- YOUR ASSIGNMENT:
Repeat exactly, please, the lines that begin at the start of the listing and end at the line holding "#[derive(Debug, Clone, Serialize, Deserialize, PartialEq)]".

--------

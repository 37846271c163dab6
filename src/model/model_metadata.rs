//! モデルメタデータの定義
//!
//! tar.gz形式のモデルアーカイブに `metadata.json` として保存され、
//! 推論時にネットワークの再構築とラベル表の復元に使われます。

use anyhow::{Context, Result};
use serde::{Deserialize, Serialize};

use crate::model::label_map::LabelMap;

/// モデルメタデータ
///
/// tar.gz形式で保存される情報：
/// - metadata.json: このメタデータ（JSON形式）
/// - model.bin: モデルの重み（バイナリ）
#[derive(Debug, Clone, Serialize, Deserialize, PartialEq)]
pub struct ModelMetadata {
    /// クラスラベル（出力ベクトルの順序）
    /// 例: ["Apple___Apple_scab", "Apple___Black_rot", ...]
    pub class_labels: Vec<String>,

    /// モデル入力サイズ（正方形、通常128）
    pub image_size: usize,

    /// 学習時のドロップアウト率
    pub dropout: f64,

    /// 学習エポック数
    pub num_epochs: usize,

    /// 学習に使ったサンプル数
    #[serde(default)]
    pub train_samples: usize,

    /// 検証に使ったサンプル数
    #[serde(default)]
    pub validation_samples: usize,

    /// 最終エポックの検証精度（0.0〜1.0、検証データが無い場合はNone）
    #[serde(default)]
    pub validation_accuracy: Option<f64>,

    /// モデルの学習時刻（ISO8601形式）
    pub trained_at: String,
}

impl ModelMetadata {
    /// 新しいメタデータを作成
    pub fn new(class_labels: Vec<String>, image_size: usize, dropout: f64, num_epochs: usize) -> Self {
        Self {
            class_labels,
            image_size,
            dropout,
            num_epochs,
            train_samples: 0,
            validation_samples: 0,
            validation_accuracy: None,
            trained_at: chrono::Local::now().to_rfc3339(),
        }
    }

    pub fn num_classes(&self) -> usize {
        self.class_labels.len()
    }

    /// ラベル表を取得
    pub fn label_map(&self) -> LabelMap {
        LabelMap::new(self.class_labels.clone())
    }

    /// メタデータをJSON文字列に変換
    pub fn to_json_string(&self) -> Result<String> {
        serde_json::to_string_pretty(self).context("Failed to serialize metadata to JSON")
    }

    /// JSON文字列からメタデータを生成
    pub fn from_json_string(json: &str) -> Result<Self> {
        serde_json::from_str(json).context("Failed to deserialize metadata from JSON")
    }
}

#[cfg(test)]
mod tests {
    use super::*;

    #[test]
    fn test_json_keeps_label_order() {
        let labels = vec![
            "Tomato___healthy".to_string(),
            "Apple___Black_rot".to_string(),
        ];
        let mut metadata = ModelMetadata::new(labels.clone(), 128, 0.5, 6);
        metadata.validation_accuracy = Some(0.91);

        let json = metadata.to_json_string().unwrap();
        let restored = ModelMetadata::from_json_string(&json).unwrap();

        assert_eq!(restored.class_labels, labels);
        assert_eq!(restored, metadata);
        assert_eq!(restored.num_classes(), 2);
    }

    #[test]
    fn test_old_metadata_without_stats() {
        let json = r#"{
            "class_labels": ["a", "b"],
            "image_size": 64,
            "dropout": 0.5,
            "num_epochs": 3,
            "trained_at": "2024-01-01T00:00:00+00:00"
        }"#;
        let metadata = ModelMetadata::from_json_string(json).unwrap();
        assert_eq!(metadata.train_samples, 0);
        assert_eq!(metadata.validation_accuracy, None);
    }
}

--------

- RESPONSE:
repository 37846271c163dab6
filename src/model/model_metadata.rs
//! モデルメタデータの定義
//!
//! tar.gz形式のモデルアーカイブに `metadata.json` として保存され、
//! 推論時にネットワークの再構築とラベル表の復元に使われます。

use anyhow::{Context, Result};
use serde::{Deserialize, Serialize};

use crate::model::label_map::LabelMap;

/// モデルメタデータ
///
/// tar.gz形式で保存される情報：
/// - metadata.json: このメタデータ（JSON形式）
/// - model.bin: モデルの重み（バイナリ）
#[derive(Debug, Clone, Serialize, Deserialize, PartialEq)]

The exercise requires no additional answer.